Grandmother’s Jewels
I grew up in New Hampshire and Maine. Well, the jury is still out whether I ever “grew up”. As long as I can remember, I’ve had a passion for the ocean. In many ways, it was like a romance, for when at the ocean, I could simply be me. I could think profoundly. I could be silly. I could scream with holy terror if my Mother took me too deep in water. I could be swallowed by a wave, tumbled about, and survive. I could walk along a long winding beach after midnight, alone, and sing to the moon and the sea. No matter what or when, the ocean would always be my teacher, friend, and accept me. Perhaps another time I’ll recite some me and the ocean tales.

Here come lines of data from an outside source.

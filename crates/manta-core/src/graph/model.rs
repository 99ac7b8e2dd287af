use serde::{Deserialize, Serialize};

/// One conversion result: everything a hierarchical-tree renderer needs.
#[derive(Debug, Clone, Serialize, Deserialize, Default, PartialEq)]
pub struct DiagramGraph {
    #[serde(default)]
    pub nodes: Vec<DiagramNode>,
    #[serde(default)]
    pub connectors: Vec<Connector>,
}

/// One visual box.
#[derive(Debug, Clone, Serialize, Deserialize, PartialEq)]
pub struct DiagramNode {
    pub id: String,
    pub width: f64,
    pub height: f64,
    #[serde(default)]
    pub annotations: Vec<Annotation>,
    #[serde(rename = "additionalInfo")]
    pub additional_info: AdditionalInfo,
    pub data: NodeData,
}

/// One label fragment inside a node.
///
/// Leaf nodes carry alternating Key/Value pairs (each with a stable sub-id); container nodes
/// carry an unkeyed label and, when non-empty, a `{N}` count badge.
#[derive(Debug, Clone, Serialize, Deserialize, PartialEq)]
pub struct Annotation {
    #[serde(default, skip_serializing_if = "Option::is_none")]
    pub id: Option<String>,
    pub content: String,
}

#[derive(Debug, Clone, Serialize, Deserialize, Default, PartialEq)]
pub struct AdditionalInfo {
    #[serde(rename = "isLeaf")]
    pub is_leaf: bool,
    /// One-line summary for container nodes: `"<key> {<count>}"`.
    #[serde(
        default,
        rename = "mergedContent",
        skip_serializing_if = "Option::is_none"
    )]
    pub merged_content: Option<String>,
}

/// Inspection payload surfaced when a node is activated.
#[derive(Debug, Clone, Serialize, Deserialize, Default, PartialEq)]
pub struct NodeData {
    /// Dotted/bracketed locator from the literal `Root` label down to this node's origin.
    pub path: String,
    pub title: String,
    /// The literal text a user would copy from the detail surface.
    pub actualdata: String,
    #[serde(
        default,
        rename = "displayContent",
        skip_serializing_if = "Option::is_none"
    )]
    pub display_content: Option<DisplayContent>,
}

#[derive(Debug, Clone, Serialize, Deserialize, PartialEq)]
pub struct DisplayContent {
    pub key: Vec<String>,
    #[serde(rename = "displayValue")]
    pub display_value: u64,
}

/// One directed edge; layout and styling are a rendering concern.
#[derive(Debug, Clone, Serialize, Deserialize, PartialEq)]
pub struct Connector {
    pub id: String,
    #[serde(rename = "sourceID")]
    pub source_id: String,
    #[serde(rename = "targetID")]
    pub target_id: String,
}
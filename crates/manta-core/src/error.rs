pub type Result<T> = std::result::Result<T, Error>;

#[derive(Debug, thiserror::Error)]
pub enum Error {
    #[error("Invalid JSON input: {message}")]
    InvalidJson { message: String },

    #[error("Invalid XML input: {message}")]
    InvalidXml { message: String },

    #[error("Duplicate node id `{id}` at `{path}`: sibling keys normalize to the same identifier")]
    DuplicateNodeId { id: String, path: String },
}
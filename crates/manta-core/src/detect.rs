//! Input-format detection for raw document text.

use std::str::FromStr;

#[derive(Debug, Clone, Copy, PartialEq, Eq, Default)]
pub enum InputFormat {
    #[default]
    Json,
    Xml,
}

impl InputFormat {
    pub fn as_str(&self) -> &'static str {
        match self {
            InputFormat::Json => "json",
            InputFormat::Xml => "xml",
        }
    }
}

impl FromStr for InputFormat {
    type Err = ();

    fn from_str(s: &str) -> std::result::Result<Self, Self::Err> {
        match s.trim().to_ascii_lowercase().as_str() {
            "json" => Ok(Self::Json),
            "xml" => Ok(Self::Xml),
            _ => Err(()),
        }
    }
}

/// Classifies raw text as XML or JSON.
///
/// XML documents are recognized by their first non-whitespace byte (`<`); everything else is
/// handed to the JSON path, whose own parser reports malformed input.
pub fn detect_format(text: &str) -> InputFormat {
    if text.trim_start().starts_with('<') {
        InputFormat::Xml
    } else {
        InputFormat::Json
    }
}

#[cfg(test)]
mod tests {
    use super::*;

    #[test]
    fn detects_xml_by_leading_angle_bracket() {
        assert_eq!(detect_format("  <config/>"), InputFormat::Xml);
        assert_eq!(detect_format("<a>1</a>"), InputFormat::Xml);
    }

    #[test]
    fn everything_else_is_json() {
        assert_eq!(detect_format("{\"a\": 1}"), InputFormat::Json);
        assert_eq!(detect_format("[1, 2]"), InputFormat::Json);
        assert_eq!(detect_format(""), InputFormat::Json);
    }

    #[test]
    fn parses_format_names_case_insensitively() {
        assert_eq!("XML".parse::<InputFormat>(), Ok(InputFormat::Xml));
        assert_eq!(" json ".parse::<InputFormat>(), Ok(InputFormat::Json));
        assert!("yaml".parse::<InputFormat>().is_err());
    }
}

In the mid 80’s, while in my 30’s, I moved to Baltimore to go to art school. I had to take a portfolio course to be accepted. When I finished the course and was enrolled in the fall semester, my grandmother sent me a card instructing me to make sure to finish what I had begun. This was the same grandmother who had once told me after reading a story I wrote as a child, “Nothing is new under the sun.” She same woman who worried to my mother, ”She’s not thinking of becoming a photographer is she?” (12 or so years before I went to art school). The same concerned grandmother who in one breath said, ”Do it now, don’t wait until you retire”, when referring to my going to art school. The second breath was, “How are you going to pay for it?” In fact I went to art school because in a rare moment my grandmother and mother chorused, “If you want to go back to school do it now!” Since I was talking about an art career, I was dumbfounded. Neither had suggested that was a good path for years. Yet we had come together. I ventured off to my new adventure. It wasn’t easy either.
One night while walking home from a long weekend studio session, I was admiring a particularly brilliant sunset, uncommon for Baltimore sunsets. I was thinking about my grandmother who now resided in a nursing home. She had been ill but my mother had said, “Don’t come home now, wait until Christmas.”
As I climbed up the four flights of stairs to my tiny apartment, I wondered if she would make it in the few weeks to Christmas. I felt a deep love and appreciation for my grandmother and all that we had shared. In a week or so, I received a letter from my mother that my grandmother had died. She had died the afternoon of that walk home.
Some time later, my mother sent a few old photographs. One was a Kodak black and white with my grandmother standing on a rock bluff holding me as an infant, on a cloudy winter’s day overlooking the ocean. It was the same rocks I had scampered about hundreds of times as a child and adolescent. The same beach we visited each summer when she would come visit. In so many ways she had always stood beside me and for me. In this way she had given me her jewels, gifts that would carry me through always in this life.